-- Try it --
Extract the lines from the first line of the records below through the line containing "dist[source] = Some(0);", inclusive, and reproduce them exactly as written.

-- Data supplied --

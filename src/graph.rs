//! Adjacency-list helpers shared by graph and tree templates.
//!
//! Vertices are numbered `1..=n`; slot 0 of every list is unused.

use std::cmp::Reverse;
use std::collections::{BinaryHeap, HashSet, VecDeque};

use crate::error::InputError;
use crate::scanner::Scanner;

/// Single-source shortest paths over non-negative weights.
///
/// Unreachable vertices stay `None`.
pub(crate) fn dijkstra(adj: &[Vec<(usize, u64)>], source: usize) -> Vec<Option<u64>> {
    let mut dist = vec![None; adj.len()];
    dist[source] = Some(0);
    let mut heap = BinaryHeap::from([Reverse((0u64, source))]);
    while let Some(Reverse((d, v))) = heap.pop() {
        if dist[v].is_some_and(|best| d > best) {
            continue;
        }
        for &(w, cost) in &adj[v] {
            let nd = d + cost;
            if dist[w].map_or(true, |best| nd < best) {
                dist[w] = Some(nd);
                heap.push(Reverse((nd, w)));
            }
        }
    }
    dist
}

/// Vertices reachable from `source` along weighted arcs.
pub(crate) fn reachable(adj: &[Vec<(usize, u64)>], source: usize) -> Vec<bool> {
    let mut seen = vec![false; adj.len()];
    seen[source] = true;
    let mut stack = vec![source];
    while let Some(v) = stack.pop() {
        for &(w, _) in &adj[v] {
            if !std::mem::replace(&mut seen[w], true) {
                stack.push(w);
            }
        }
    }
    seen
}

/// Fails unless every vertex `1..reached.len()` was reached.
pub(crate) fn require_all_reached(field: &'static str, reached: &[bool]) -> Result<(), InputError> {
    match reached.iter().enumerate().skip(1).find(|(_, &r)| !r) {
        Some((v, _)) => Err(InputError::constraint(
            field,
            format!("vertex {v} is not connected to the rest"),
        )),
        None => Ok(()),
    }
}

/// Read `n - 1` undirected edges over `1..=n` into adjacency lists.
///
/// The edges must form a tree: no loops, no repeated edge, and every vertex
/// connected to vertex 1.
pub(crate) fn read_tree_edges(
    sc: &mut Scanner<'_>,
    field: &'static str,
    n: usize,
) -> Result<Vec<Vec<usize>>, InputError> {
    let mut adj = vec![Vec::new(); n + 1];
    let mut seen = HashSet::with_capacity(n);
    for _ in 1..n {
        let a = sc.next_in(field, 1..=n)?;
        let b = sc.next_in(field, 1..=n)?;
        if a == b {
            return Err(InputError::constraint(field, format!("loop at vertex {a}")));
        }
        if !seen.insert((a.min(b), a.max(b))) {
            return Err(InputError::constraint(field, format!("edge {a}-{b} repeated")));
        }
        adj[a].push(b);
        adj[b].push(a);
    }
    let (parent, _) = root_at(&adj, 1);
    let reached: Vec<bool> = (0..=n).map(|v| v == 1 || parent[v].is_some()).collect();
    require_all_reached(field, &reached)?;
    Ok(adj)
}

/// BFS from `root`: parent and depth of every vertex. The root and
/// unreached vertices have no parent.
pub(crate) fn root_at(adj: &[Vec<usize>], root: usize) -> (Vec<Option<usize>>, Vec<u32>) {
    let mut parent = vec![None; adj.len()];
    let mut depth = vec![0; adj.len()];
    let mut seen = vec![false; adj.len()];
    seen[root] = true;
    let mut queue = VecDeque::from([root]);
    while let Some(v) = queue.pop_front() {
        for &w in &adj[v] {
            if !std::mem::replace(&mut seen[w], true) {
                parent[w] = Some(v);
                depth[w] = depth[v] + 1;
                queue.push_back(w);
            }
        }
    }
    (parent, depth)
}

#[cfg(test)]
mod tests {
    use super::*;

    #[test]
    fn dijkstra_prefers_cheaper_detour() {
        let adj = vec![vec![], vec![(2, 10), (3, 1)], vec![], vec![(2, 2)], vec![]];
        assert_eq!(dijkstra(&adj, 1), vec![None, Some(0), Some(3), Some(1), None]);
    }

    #[test]
    fn reachability_follows_arc_direction() {
        let adj = vec![vec![], vec![(2, 1)], vec![], vec![(1, 1)]];
        assert_eq!(reachable(&adj, 1), vec![false, true, true, false]);
        assert!(require_all_reached("road", &reachable(&adj, 3)).is_ok());
        assert!(require_all_reached("road", &reachable(&adj, 1)).is_err());
    }

    #[test]
    fn tree_edges_are_validated() {
        let read = |input: &str, n| read_tree_edges(&mut Scanner::new(input), "edge", n);
        assert!(read("1 2\n2 3\n", 3).is_ok());
        assert!(matches!(read("1 2\n1 2\n", 3), Err(InputError::Constraint { .. })));
        assert!(matches!(read("2 2\n1 3\n", 3), Err(InputError::Constraint { .. })));
        assert!(matches!(read("2 3\n3 4\n4 2\n", 4), Err(InputError::Constraint { .. })));
        assert!(read("", 1).is_ok());
    }

    #[test]
    fn rooting_records_depths() {
        let adj = vec![vec![], vec![2, 3], vec![1, 4], vec![1], vec![2]];
        let (parent, depth) = root_at(&adj, 1);
        assert_eq!(parent, vec![None, None, Some(1), Some(1), Some(2)]);
        assert_eq!(depth[4], 2);
    }
}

-- Solution --
filename src/graph.rs
//! Adjacency-list helpers shared by graph and tree templates.
//!
//! Vertices are numbered `1..=n`; slot 0 of every list is unused.

use std::cmp::Reverse;
use std::collections::{BinaryHeap, HashSet, VecDeque};

use crate::error::InputError;
use crate::scanner::Scanner;

/// Single-source shortest paths over non-negative weights.
///
/// Unreachable vertices stay `None`.
pub(crate) fn dijkstra(adj: &[Vec<(usize, u64)>], source: usize) -> Vec<Option<u64>> {
    let mut dist = vec![None; adj.len()];
    dist[source] = Some(0);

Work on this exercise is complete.